> **PROBLEM TO SOLVE**:
What lines in the records below include the word "alergias"? Return each one.

> **DATA EXTRACT**:
= Beginning of Section =

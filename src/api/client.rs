//! HTTP client wrapper - executes backend calls and decodes the envelope

use chrono::SecondsFormat;
use serde::de::DeserializeOwned;
use serde::Serialize;

use crate::config::Config;
use crate::messages::api::ApiError;
use crate::models::{
    local_to_utc, Allergy, AllergyDraft, ApiEnvelope, ApiErrorBody, Appointment, AppointmentDraft,
    AppointmentFilter, LinkAllergyDraft, RescheduleDraft, SettleDraft, SettleOutcome, User,
    UserDraft, Vaccine, VaccineDraft,
};

/// Thin wrapper around a shared `reqwest::Client` bound to the configured
/// backend address
#[derive(Clone)]
pub struct ApiClient {
    http: reqwest::Client,
    config: Config,
}

impl ApiClient {
    pub fn new(config: Config) -> Self {
        use std::time::Duration;

        let http = reqwest::Client::builder()
            .timeout(Duration::from_secs(30))
            .build()
            .unwrap_or_else(|_| reqwest::Client::new());

        ApiClient { http, config }
    }

    // ========================
    // Listings
    // ========================

    pub async fn fetch_vaccines(&self) -> Result<Vec<Vaccine>, ApiError> {
        self.get_list("/vacinas", &[]).await
    }

    pub async fn fetch_allergies(&self) -> Result<Vec<Allergy>, ApiError> {
        self.get_list("/alergias", &[]).await
    }

    pub async fn fetch_users(&self) -> Result<Vec<User>, ApiError> {
        self.get_list("/usuarios", &[]).await
    }

    pub async fn fetch_appointments(
        &self,
        filter: &AppointmentFilter,
    ) -> Result<Vec<Appointment>, ApiError> {
        self.get_list("/agendas", &filter_query(filter)).await
    }

    // ========================
    // Mutations
    // ========================

    pub async fn create_vaccine(&self, draft: &VaccineDraft) -> Result<(), ApiError> {
        self.post("/vacinas", draft).await
    }

    pub async fn delete_vaccine(&self, id: &str) -> Result<(), ApiError> {
        self.delete(&format!("/vacinas/{id}")).await
    }

    pub async fn create_allergy(&self, draft: &AllergyDraft) -> Result<(), ApiError> {
        self.post("/alergias", draft).await
    }

    pub async fn delete_allergy(&self, id: &str) -> Result<(), ApiError> {
        self.delete(&format!("/alergias/{id}")).await
    }

    pub async fn create_user(&self, draft: &UserDraft) -> Result<(), ApiError> {
        self.post("/usuarios", draft).await
    }

    pub async fn delete_user(&self, id: &str) -> Result<(), ApiError> {
        self.delete(&format!("/usuarios/{id}")).await
    }

    pub async fn link_allergy(&self, user_id: &str, allergy_id: &str) -> Result<(), ApiError> {
        let draft = LinkAllergyDraft {
            allergy_id: allergy_id.to_string(),
        };
        self.post(&format!("/usuarios/{user_id}/alergias"), &draft).await
    }

    pub async fn create_appointment(&self, draft: &AppointmentDraft) -> Result<(), ApiError> {
        self.post("/agendas", draft).await
    }

    pub async fn delete_appointment(&self, id: &str) -> Result<(), ApiError> {
        self.delete(&format!("/agendas/{id}")).await
    }

    pub async fn settle_appointment(
        &self,
        id: &str,
        outcome: SettleOutcome,
    ) -> Result<(), ApiError> {
        self.post(&format!("/agendas/{id}/baixa"), &SettleDraft { outcome })
            .await
    }

    pub async fn reschedule_appointment(
        &self,
        id: &str,
        date: chrono::DateTime<chrono::Utc>,
    ) -> Result<(), ApiError> {
        self.post(
            &format!("/agendas/{id}/reagendar"),
            &RescheduleDraft { date },
        )
        .await
    }

    // ========================
    // Plumbing
    // ========================

    async fn get_list<T: DeserializeOwned>(
        &self,
        path: &str,
        query: &[(String, String)],
    ) -> Result<Vec<T>, ApiError> {
        let url = self.config.endpoint(path);
        let response = self
            .http
            .get(&url)
            .query(query)
            .send()
            .await
            .map_err(transport_error)?;

        let status = response.status().as_u16();
        let body = response.text().await.map_err(transport_error)?;

        if (200..300).contains(&status) {
            decode_list(&body)
        } else {
            Err(error_from_body(status, &body))
        }
    }

    async fn post<B: Serialize>(&self, path: &str, body: &B) -> Result<(), ApiError> {
        let url = self.config.endpoint(path);
        let response = self
            .http
            .post(&url)
            .json(body)
            .send()
            .await
            .map_err(transport_error)?;
        Self::check_mutation_response(response).await
    }

    async fn delete(&self, path: &str) -> Result<(), ApiError> {
        let url = self.config.endpoint(path);
        let response = self
            .http
            .delete(&url)
            .send()
            .await
            .map_err(transport_error)?;
        Self::check_mutation_response(response).await
    }

    async fn check_mutation_response(response: reqwest::Response) -> Result<(), ApiError> {
        let status = response.status().as_u16();
        if (200..300).contains(&status) {
            return Ok(());
        }
        let body = response.text().await.map_err(transport_error)?;
        Err(error_from_body(status, &body))
    }
}

/// Expands the appointment filter into query parameters. Day filters cover
/// the full local day, converted to UTC instants.
pub fn filter_query(filter: &AppointmentFilter) -> Vec<(String, String)> {
    let mut params = Vec::new();

    if let Some(status) = filter.status {
        params.push((String::from("situacao"), status.as_str().to_string()));
    }
    if let Some(start) = filter.date_start {
        if let Some(naive) = start.and_hms_opt(0, 0, 0) {
            params.push((
                String::from("dataStart"),
                local_to_utc(naive).to_rfc3339_opts(SecondsFormat::Millis, true),
            ));
        }
    }
    if let Some(end) = filter.date_end {
        if let Some(naive) = end.and_hms_milli_opt(23, 59, 59, 999) {
            params.push((
                String::from("dataEnd"),
                local_to_utc(naive).to_rfc3339_opts(SecondsFormat::Millis, true),
            ));
        }
    }
    if let Some(user_id) = &filter.user_id {
        params.push((String::from("usuarioId"), user_id.clone()));
    }

    params
}

/// Extracts `data` from a success envelope
fn decode_list<T: DeserializeOwned>(body: &str) -> Result<Vec<T>, ApiError> {
    serde_json::from_str::<ApiEnvelope<Vec<T>>>(body)
        .map(|envelope| envelope.data)
        .map_err(|e| ApiError::Decode {
            detail: e.to_string(),
        })
}

/// Extracts validation messages from an error body; non-conforming bodies
/// degrade to the bare HTTP status.
fn error_from_body(status: u16, body: &str) -> ApiError {
    let messages = serde_json::from_str::<ApiErrorBody>(body)
        .map(|b| b.error_messages)
        .unwrap_or_default();

    if messages.is_empty() {
        ApiError::Backend {
            status,
            messages: vec![format!("HTTP {status}")],
        }
    } else {
        ApiError::Backend { status, messages }
    }
}

fn transport_error(error: reqwest::Error) -> ApiError {
    let message = if error.is_timeout() {
        String::from("Request timed out (30s)")
    } else if error.is_connect() {
        format!("Connection failed: {error}")
    } else {
        format!("Request failed: {error}")
    };
    ApiError::Http { message }
}

#[cfg(test)]
mod tests {
    use super::*;
    use chrono::{DateTime, NaiveDate, Utc};
    use crate::models::AppointmentStatus;

    #[test]
    fn test_decode_list_extracts_data() {
        let body = r#"{
            "status": 200,
            "message": "OK",
            "timestamp": 1712000000,
            "data": [{"id": "1", "nome": "Dipirona"}, {"id": "2", "nome": "Penicilina"}]
        }"#;
        let allergies: Vec<Allergy> = decode_list(body).unwrap();
        assert_eq!(allergies.len(), 2);
        assert_eq!(allergies[1].name, "Penicilina");
    }

    #[test]
    fn test_decode_list_rejects_malformed_body() {
        let result: Result<Vec<Allergy>, ApiError> = decode_list("<html>nope</html>");
        assert!(matches!(result, Err(ApiError::Decode { .. })));
    }

    #[test]
    fn test_error_body_with_messages() {
        let body = r#"{"status": 400, "message": "Bad Request",
                       "timestamp": 1712000000, "data": null,
                       "errorMessages": ["titulo is required"]}"#;
        let error = error_from_body(400, body);
        assert_eq!(error.to_string(), "titulo is required");
    }

    #[test]
    fn test_error_body_without_messages_degrades_to_status() {
        let error = error_from_body(500, "Internal Server Error");
        assert_eq!(error.to_string(), "HTTP 500");
    }

    #[test]
    fn test_empty_filter_emits_no_params() {
        assert!(filter_query(&AppointmentFilter::default()).is_empty());
    }

    #[test]
    fn test_full_filter_param_order_and_shape() {
        let filter = AppointmentFilter {
            status: Some(AppointmentStatus::Scheduled),
            user_id: Some(String::from("u1")),
            date_start: NaiveDate::from_ymd_opt(2024, 6, 1),
            date_end: NaiveDate::from_ymd_opt(2024, 6, 30),
        };
        let params = filter_query(&filter);

        let keys: Vec<&str> = params.iter().map(|(k, _)| k.as_str()).collect();
        assert_eq!(keys, vec!["situacao", "dataStart", "dataEnd", "usuarioId"]);
        assert_eq!(params[0].1, "SCHEDULED");
        assert_eq!(params[3].1, "u1");

        // Date params are UTC instants a full local day apart
        let start: DateTime<Utc> = params[1].1.parse().unwrap();
        let end: DateTime<Utc> = params[2].1.parse().unwrap();
        let span = end - start;
        assert!(span > chrono::Duration::days(29));
        assert!(span < chrono::Duration::days(31));
    }
}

= End of Section =

> **SOLUTION**:
        self.get_list("/alergias", &[]).await
        self.post("/alergias", draft).await
        self.delete(&format!("/alergias/{id}")).await
        self.post(&format!("/usuarios/{user_id}/alergias"), &draft).await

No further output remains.